FIG. 6 is a logic diagram illustrating a feature encoding and decoding method according to an embodiment of the present application;

fig. 7 is a block diagram of a feature encoding apparatus according to an embodiment of the present application;

fig. 8 is a block diagram of another feature decoding apparatus according to an embodiment of the present application;

fig. 9 is a schematic structural diagram of an electronic device according to an embodiment of the present application.

Detailed Description

In order to make the objects, technical solutions and advantages of the present application clearer, the present application will be described in further detail with reference to the accompanying drawings, and it is obvious that the described embodiments are only a part of the embodiments of the present application, and not all embodiments. All other embodiments, which can be derived by a person skilled in the art from the embodiments given herein without making any creative effort, shall fall within the protection scope of the present application.

The word "exemplary" is used hereinafter to mean "serving as an example, embodiment, or illustration. Any embodiment described as "exemplary" is not necessarily to be construed as preferred or advantageous over other embodiments.

The terms "first" and "second" are used herein for descriptive purposes only and are not to be construed as indicating or implying relative importance or implicitly indicating the number of technical features indicated. Thus, a feature defined as "first" or "second" may explicitly or implicitly include one or more of that feature, and in the description of embodiments of the application, unless stated otherwise, "plurality" means two or more.

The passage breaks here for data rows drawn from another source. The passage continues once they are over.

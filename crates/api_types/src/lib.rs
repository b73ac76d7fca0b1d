use chrono::{DateTime, Utc};
use serde::{Deserialize, Serialize};

pub mod envelope {
    use super::*;

    /// Success body shared by every endpoint.
    ///
    /// `count` is only present on listings and carries the number of rows
    /// matching the filters before pagination.
    #[derive(Debug, Serialize, Deserialize)]
    pub struct Envelope<T> {
        pub message: String,
        pub response: T,
        #[serde(default, skip_serializing_if = "Option::is_none")]
        pub count: Option<u64>,
    }

    impl<T> Envelope<T> {
        pub fn new(message: impl Into<String>, response: T) -> Self {
            Self {
                message: message.into(),
                response,
                count: None,
            }
        }

        pub fn with_count(mut self, count: u64) -> Self {
            self.count = Some(count);
            self
        }
    }

    /// Failure body. `response` is always `null`.
    #[derive(Debug, Serialize, Deserialize)]
    pub struct ErrorBody {
        pub message: String,
        pub response: serde_json::Value,
        pub err: String,
    }

    impl ErrorBody {
        pub fn new(message: impl Into<String>, err: impl Into<String>) -> Self {
            Self {
                message: message.into(),
                response: serde_json::Value::Null,
                err: err.into(),
            }
        }
    }
}

/// Accepts RFC 3339 timestamps or bare `YYYY-MM-DD` dates (midnight UTC).
pub mod flexible_date {
    use chrono::{NaiveDate, NaiveTime};
    use serde::{Deserializer, de::Error};

    use super::*;

    pub fn parse(raw: &str) -> Option<DateTime<Utc>> {
        let raw = raw.trim();
        if let Ok(ts) = DateTime::parse_from_rfc3339(raw) {
            return Some(ts.with_timezone(&Utc));
        }
        NaiveDate::parse_from_str(raw, "%Y-%m-%d")
            .ok()
            .map(|date| date.and_time(NaiveTime::MIN).and_utc())
    }

    pub fn deserialize<'de, D>(deserializer: D) -> Result<DateTime<Utc>, D::Error>
    where
        D: Deserializer<'de>,
    {
        let raw = String::deserialize(deserializer)?;
        parse(&raw).ok_or_else(|| D::Error::custom(format!("invalid date: {raw}")))
    }
}

pub mod tag {
    use super::*;

    #[derive(Debug, Serialize, Deserialize)]
    pub struct TagNew {
        pub title: String,
        pub status_id: Option<i32>,
    }

    #[derive(Debug, Serialize, Deserialize)]
    pub struct TagUpdate {
        pub id: i32,
        pub title: Option<String>,
        pub status_id: Option<i32>,
    }

    #[derive(Debug, Default, Serialize, Deserialize)]
    pub struct TagQuery {
        pub id: Option<i32>,
        pub title: Option<String>,
        pub status_id: Option<i32>,
        pub start: Option<i64>,
        pub limit: Option<i64>,
        pub order_by: Option<String>,
        pub sort: Option<String>,
    }

    #[derive(Clone, Debug, Serialize, Deserialize)]
    pub struct TagView {
        pub id: i32,
        pub title: String,
        pub status_id: i32,
        pub created_at: DateTime<Utc>,
    }
}

pub mod category {
    use super::*;
    use crate::tag::TagView;

    #[derive(Debug, Serialize, Deserialize)]
    pub struct CategoryNew {
        pub title: String,
        pub status_id: Option<i32>,
        pub color: Option<String>,
        /// Comma separated tag ids, e.g. `"1,2,3"`.
        pub tag_ids: Option<String>,
    }

    /// Partial update; blank strings and zero status leave the field alone.
    #[derive(Debug, Serialize, Deserialize)]
    pub struct CategoryUpdate {
        pub id: i32,
        pub title: Option<String>,
        pub status_id: Option<i32>,
        pub color: Option<String>,
        pub tag_ids: Option<String>,
    }

    #[derive(Debug, Default, Serialize, Deserialize)]
    pub struct CategoryQuery {
        pub id: Option<i32>,
        pub title: Option<String>,
        pub slug: Option<String>,
        pub color: Option<String>,
        pub status_id: Option<i32>,
        #[serde(rename = "tag_ids[]", default)]
        pub tag_ids: Vec<i32>,
        #[serde(rename = "tag_ids", default, skip_serializing_if = "Vec::is_empty")]
        pub plain_tag_ids: Vec<i32>,
        pub start: Option<i64>,
        pub limit: Option<i64>,
        pub order_by: Option<String>,
        pub sort: Option<String>,
    }

    impl CategoryQuery {
        /// Tag ids from both the `tag_ids[]` and `tag_ids` keys.
        pub fn tag_filter(&self) -> Vec<i32> {
            crate::merge_tag_ids(&self.tag_ids, &self.plain_tag_ids)
        }
    }

    #[derive(Clone, Debug, Serialize, Deserialize)]
    pub struct CategoryView {
        pub id: i32,
        pub title: String,
        pub slug: String,
        pub status_id: i32,
        pub color: String,
        pub tags: Vec<TagView>,
        pub created_at: DateTime<Utc>,
    }

    /// Category embedded in a purchase.
    #[derive(Clone, Debug, Serialize, Deserialize)]
    pub struct CategorySummary {
        pub id: i32,
        pub title: String,
        pub slug: String,
        pub status_id: i32,
        pub color: String,
        pub created_at: DateTime<Utc>,
    }
}

pub mod purchase {
    use super::*;
    use crate::{category::CategorySummary, tag::TagView};

    #[derive(Debug, Serialize, Deserialize)]
    pub struct PurchaseNew {
        pub category_id: i32,
        pub sub_category_id: Option<i32>,
        /// Comma separated tag ids, e.g. `"1,2,3"`.
        pub tag_ids: Option<String>,
        #[serde(deserialize_with = "crate::flexible_date::deserialize")]
        pub date: DateTime<Utc>,
        /// Minor currency units, never zero.
        pub amount: i64,
        pub reason: Option<String>,
        pub note: Option<String>,
        pub color: Option<String>,
        pub method: Option<i16>,
        pub status_id: Option<i32>,
        pub details: Option<serde_json::Value>,
    }

    /// Reason, status, references and details are partial. Date, amount,
    /// note, color and method always replace the stored values.
    #[derive(Debug, Serialize, Deserialize)]
    pub struct PurchaseUpdate {
        pub id: i32,
        pub category_id: Option<i32>,
        pub sub_category_id: Option<i32>,
        pub tag_ids: Option<String>,
        #[serde(deserialize_with = "crate::flexible_date::deserialize")]
        pub date: DateTime<Utc>,
        pub amount: i64,
        pub reason: Option<String>,
        pub note: Option<String>,
        pub color: Option<String>,
        pub method: Option<i16>,
        pub status_id: Option<i32>,
        pub details: Option<serde_json::Value>,
    }

    #[derive(Debug, Default, Serialize, Deserialize)]
    pub struct PurchaseQuery {
        pub id: Option<i32>,
        pub category_id: Option<i32>,
        pub sub_category_id: Option<i32>,
        pub reason: Option<String>,
        pub note: Option<String>,
        pub color: Option<String>,
        pub method: Option<i16>,
        pub amount: Option<i64>,
        pub status_id: Option<i32>,
        #[serde(rename = "tag_ids[]", default)]
        pub tag_ids: Vec<i32>,
        #[serde(rename = "tag_ids", default, skip_serializing_if = "Vec::is_empty")]
        pub plain_tag_ids: Vec<i32>,
        /// Adds `created_at` and `updated_at` to each item.
        pub other_fields: Option<bool>,
        pub start: Option<i64>,
        pub limit: Option<i64>,
        pub order_by: Option<String>,
        pub sort: Option<String>,
    }

    impl PurchaseQuery {
        /// Tag ids from both the `tag_ids[]` and `tag_ids` keys.
        pub fn tag_filter(&self) -> Vec<i32> {
            crate::merge_tag_ids(&self.tag_ids, &self.plain_tag_ids)
        }
    }

    #[derive(Clone, Debug, Serialize, Deserialize)]
    pub struct PurchaseView {
        pub id: i32,
        pub date: DateTime<Utc>,
        pub amount: i64,
        pub reason: String,
        pub note: String,
        pub color: String,
        pub method: i16,
        pub status_id: i32,
        pub category_id: i32,
        pub sub_category_id: Option<i32>,
        pub category: Option<CategorySummary>,
        pub sub_category: Option<CategorySummary>,
        pub tags: Vec<TagView>,
        pub details: Option<serde_json::Value>,
        #[serde(default, skip_serializing_if = "Option::is_none")]
        pub created_at: Option<DateTime<Utc>>,
        #[serde(default, skip_serializing_if = "Option::is_none")]
        pub updated_at: Option<DateTime<Utc>>,
    }
}

pub mod user {
    use super::*;

    #[derive(Debug, Serialize, Deserialize)]
    pub struct Credentials {
        pub username: String,
        pub password: String,
    }

    #[derive(Debug, Serialize, Deserialize)]
    pub struct LoginResponse {
        pub token: String,
        pub level_manage: i32,
        pub user_id: i32,
    }

    #[derive(Debug, Serialize, Deserialize)]
    pub struct UserUpdate {
        pub id: i32,
        pub username: Option<String>,
        pub password: Option<String>,
        pub level_manage: Option<i32>,
        pub status_id: Option<i32>,
    }

    #[derive(Debug, Default, Serialize, Deserialize)]
    pub struct UserQuery {
        pub id: Option<i32>,
        pub username: Option<String>,
        pub level_manage: Option<i32>,
        pub status_id: Option<i32>,
        pub start: Option<i64>,
        pub limit: Option<i64>,
        pub order_by: Option<String>,
        pub sort: Option<String>,
    }

    /// Public user shape, the password hash is never exposed.
    #[derive(Clone, Debug, Serialize, Deserialize)]
    pub struct UserView {
        pub id: i32,
        pub username: String,
        pub level_manage: i32,
        pub status_id: i32,
        pub created_at: DateTime<Utc>,
        pub updated_at: DateTime<Utc>,
    }
}

/// Join the two tag filter key forms, dropping repeats.
fn merge_tag_ids(bracketed: &[i32], plain: &[i32]) -> Vec<i32> {
    let mut ids = Vec::with_capacity(bracketed.len() + plain.len());
    for id in bracketed.iter().chain(plain) {
        if !ids.contains(id) {
            ids.push(*id);
        }
    }
    ids
}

In the related art, the method for encoding and transmitting the media resources is time-consuming, occupies a large bandwidth, and causes a slow transmission speed, thereby affecting the efficiency of subsequent processing tasks. In addition, transmitting media resources is not conducive to protecting user privacy. Therefore, the use of features extracted from media resources for subsequent processing tasks is widely studied, and the extracted features are encoded and transmitted, so that the occupied bandwidth can be reduced, and the privacy of users can be protected.

As the implementation means of the processing task becomes more mature, the implementation process of the processing task is required to be faster, lighter and lower in energy consumption. In order to satisfy the above requirements, a higher compression rate is required when encoding the extracted feature data, and therefore, how to increase the compression rate of feature encoding is a problem to be solved. In view of this, embodiments of the present application provide a feature encoding method, a decoding method, an apparatus, an electronic device, and a storage medium, where after an original feature vector of a media resource is extracted, the original feature vector is subjected to a first processing, so that the original feature vector can be reasonably distributed, which is beneficial to improving the compression rate and encoding efficiency of feature encoding. In addition, the method is beneficial to coding the feature data extracted by adopting different feature extraction methods, and the generalization of feature coding is improved. Furthermore, after the decoding end decodes and reconstructs the coded feature information, the reconstructed feature vector is enhanced, so that the reconstruction error can be reduced, and the accuracy of a processing task is improved when the enhanced generated feature vector executes the processing task.

Specific embodiments of the feature encoding method and the feature decoding method according to the embodiments of the present application are described below with reference to the drawings.

Fig. 1 shows a flowchart of a feature encoding method according to an embodiment of the present application, which may be performed by an encoding end. Referring to fig. 1, the feature encoding method of the embodiment of the present application may include the following steps S101 to S103:

step S101, media resources are obtained, feature extraction is carried out on the media resources, and original feature vectors are obtained.

Media assets include, but are not limited to, image information, video information, text information, voice information, and the like. Methods for feature extraction of media assets include, but are not limited to: the feature extraction method based on deep learning, the traditional feature extraction method and the like can adopt corresponding feature extraction methods aiming at different media resources. For example, taking media resources as image information as an example, feature extraction may be performed by using a deep learning Network such as a Residual Network (ResNet), for example, ResNet-50, or by using a conventional feature extraction method such as Scale-invariant feature transform (SIFT), which is not limited herein.

Step S102, carrying out first processing on the original characteristic vector to obtain a first characteristic vector; the first process includes any one of: feature normalization processing, principal component analysis processing and feature transformation processing.

The original feature vectors can be mapped into a designated numerical value interval or designated distribution through feature normalization processing, so that the original feature vectors are reasonably distributed, and the compression rate and the encoding efficiency of feature encoding are improved.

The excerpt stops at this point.